Can an acquittal on demurrer to evidence be challenged on certiorari?

RULING:

No.

The general rule in this jurisdiction is that a judgment of acquittal is final and
unappealable. People v. Court of Appeals explains the rationale of this rule:

In our jurisdiction, the finality-of-acquittal doctrine as a safeguard against double jeopardy


faithfully adheres to the principle first enunciated in Kepner v. United States. In this case,
verdicts of acquittal are to be regarded as absolutely final and irreviewable.

The fundamental philosophy behind the constitutional proscription against double jeopardy is to
afford the defendant, who has been acquitted, final repose and safeguard him from government
oppression through the abuse of criminal processes.

As succinctly observed in Green v. United States “(t)he underlying idea, one that is deeply
ingrained in at least the Anglo-American system of jurisprudence, is that the State with all its
resources and power should not be allowed to make repeated attempts to convict an individual
for an alleged offense, thereby subjecting him to embarrassment, expense and ordeal and
compelling him to live in a continuing state of anxiety and insecurity, as well as enhancing the
possibility that even though innocent, he may be found guilty.”

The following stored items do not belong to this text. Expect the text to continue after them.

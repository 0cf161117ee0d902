use serde_json::Value;

/// Tri-state view of a delta field: missing, explicit `null`, or text.
#[derive(Clone, Debug, Default, PartialEq, Eq)]
pub enum DeltaField {
    #[default]
    Absent,
    Null,
    Text(String),
}

impl DeltaField {
    /// Reads a JSON field. Non-string scalars are rendered as text.
    pub fn from_json(value: Option<&Value>) -> Self {
        match value {
            None => Self::Absent,
            Some(Value::Null) => Self::Null,
            Some(Value::String(text)) => Self::Text(text.clone()),
            Some(other) => Self::Text(other.to_string()),
        }
    }

    pub fn as_text(&self) -> Option<&str> {
        match self {
            Self::Text(text) => Some(text),
            Self::Absent | Self::Null => None,
        }
    }

    fn is_text(&self) -> bool {
        matches!(self, Self::Text(_))
    }
}

/// A delta-style payload: answer text and reasoning text.
#[derive(Clone, Debug, Default, PartialEq, Eq)]
pub struct Delta {
    pub content: DeltaField,
    pub reasoning: DeltaField,
}

impl Delta {
    /// Reads `{content, reasoning_content}` from a delta object. Deltas that
    /// carry their answer under `text` instead of `content` are accepted too.
    pub fn from_json(delta: &Value) -> Self {
        let content = delta.get("content").or_else(|| delta.get("text"));
        Self {
            content: DeltaField::from_json(content),
            reasoning: DeltaField::from_json(delta.get("reasoning_content")),
        }
    }

    /// Reasoning-only delta (`content: null`).
    pub fn reasoning(text: impl Into<String>) -> Self {
        Self {
            content: DeltaField::Null,
            reasoning: DeltaField::Text(text.into()),
        }
    }

    /// Answer delta from a model with a reasoning channel
    /// (`reasoning_content: null`).
    pub fn answer(text: impl Into<String>) -> Self {
        Self {
            content: DeltaField::Text(text.into()),
            reasoning: DeltaField::Null,
        }
    }

    /// True when either field carries non-empty text.
    pub fn has_text(&self) -> bool {
        [&self.content, &self.reasoning]
            .iter()
            .any(|field| field.as_text().is_some_and(|text| !text.is_empty()))
    }

    /// Empty reasoning text carries nothing and counts as `null`; so does
    /// empty answer text sent next to real reasoning.
    fn normalized(&self) -> (DeltaField, DeltaField) {
        let reasoning = match &self.reasoning {
            DeltaField::Text(text) if text.is_empty() => DeltaField::Null,
            other => other.clone(),
        };
        let content = match &self.content {
            DeltaField::Text(text) if text.is_empty() && reasoning.is_text() => DeltaField::Null,
            other => other.clone(),
        };
        (content, reasoning)
    }
}

/// Plain-text markers wrapped around reasoning segments.
#[derive(Clone, Debug, PartialEq, Eq, serde::Serialize, serde::Deserialize)]
#[serde(default)]
pub struct ReasoningMarkers {
    pub open: String,
    pub close: String,
    /// Inserted after `close` when answer text follows.
    pub separator: String,
}

impl Default for ReasoningMarkers {
    fn default() -> Self {
        Self {
            open: "<think>".to_string(),
            close: "</think>".to_string(),
            separator: "<br><br>".to_string(),
        }
    }
}

/// Interleaves reasoning and answer text, opening and closing a marked
/// segment as the stream switches channels.
#[derive(Clone, Debug, Default)]
pub struct ReasoningTransducer {
    markers: ReasoningMarkers,
    is_thinking: bool,
}

impl ReasoningTransducer {
    pub fn new(markers: ReasoningMarkers) -> Self {
        Self {
            markers,
            is_thinking: false,
        }
    }

    pub fn is_thinking(&self) -> bool {
        self.is_thinking
    }

    pub fn markers(&self) -> &ReasoningMarkers {
        &self.markers
    }

    /// Returns the text for one delta, markers included. Combinations that
    /// carry nothing usable yield an empty string.
    pub fn transform(&mut self, delta: &Delta) -> String {
        let mut out = String::new();
        match delta.normalized() {
            (content, DeltaField::Text(reasoning)) if !content.is_text() => {
                if !self.is_thinking {
                    out.push_str(&self.markers.open);
                    self.is_thinking = true;
                }
                out.push_str(&reasoning);
            }
            (DeltaField::Text(content), DeltaField::Null | DeltaField::Absent) => {
                // A model without a reasoning channel (`Absent`) still closes
                // a segment left open, so markers stay balanced.
                if self.is_thinking {
                    self.close_into(&mut out);
                    out.push_str(&self.markers.separator);
                }
                out.push_str(&content);
            }
            _ => {}
        }
        out
    }

    /// Closing marker for a segment still open at the end of the turn.
    pub fn finish(&mut self) -> Option<String> {
        if !self.is_thinking {
            return None;
        }
        let mut out = String::new();
        self.close_into(&mut out);
        Some(out)
    }

    pub fn reset(&mut self) {
        self.is_thinking = false;
    }

    fn close_into(&mut self, out: &mut String) {
        out.push_str(&self.markers.close);
        self.is_thinking = false;
    }
}

/// Renders a delta without cross-event state: reasoning is wrapped in a
/// complete segment, otherwise the answer text is returned.
pub fn render_stateless(delta: &Delta, markers: &ReasoningMarkers) -> String {
    let (content, reasoning) = delta.normalized();
    match (reasoning, content) {
        (DeltaField::Text(reasoning), _) => {
            format!("{}{}{}", markers.open, reasoning, markers.close)
        }
        (_, DeltaField::Text(content)) => content,
        _ => String::new(),
    }
}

The same rule applies in criminal cases where a demurrer to evidence is granted. As held in the
case of People v. Sandiganbayan:

The demurrer to evidence in criminal cases, such as the one at bar, is filed after the prosecution
had rested its case, and when the same is granted, it calls for an appreciation of the evidence
adduced by the prosecution and its sufficiency to warrant conviction beyond reasonable doubt,
resulting in a dismissal of the case on the merits, tantamount to an acquittal of the accused. Such
dismissal of a criminal case by the grant of demurrer to evidence may not be appealed, for to do
so would be to place the accused in double jeopardy. The verdict being one of acquittal, the case
ends there.

Like any other rule, however, the above-said rule is not absolute. By way of exception, a
judgment of acquittal in a criminal case may be assailed in a petition for certiorari under Rule 65
of the Rules of Court upon a clear showing by the petitioner that the lower court, in acquitting
the accused, committed not merely reversible errors of judgment but also grave abuse of
discretion amounting to lack or excess of jurisdiction or a denial of due process, thus rendering
the assailed judgment void.

In People v. Court of Appeals, this Court had the occasion to elucidate on the special civil action
of certiorari, the remedy availed of by petitioners:

To question the jurisdiction of the lower court or the agency exercising judicial or quasi-judicial
functions, the remedy is a special civil action for certiorari under Rule 65 of the Rules of Court.
The petitioner in such cases must clearly show that the public respondent acted without
jurisdiction or with grave abuse of discretion amounting to lack or excess of jurisdiction. Grave
abuse of discretion defies exact definition, but it generally refers to capricious or whimsical
exercise of judgment as is equivalent to lack of jurisdiction. The abuse of discretion must be
patent and gross as to amount to an evasion of positive duty or a virtual refusal to perform a duty
enjoined by law, or to act at all in contemplation of law, as where the power is exercised in an
arbitrary and despotic manner by reason of passion and hostility.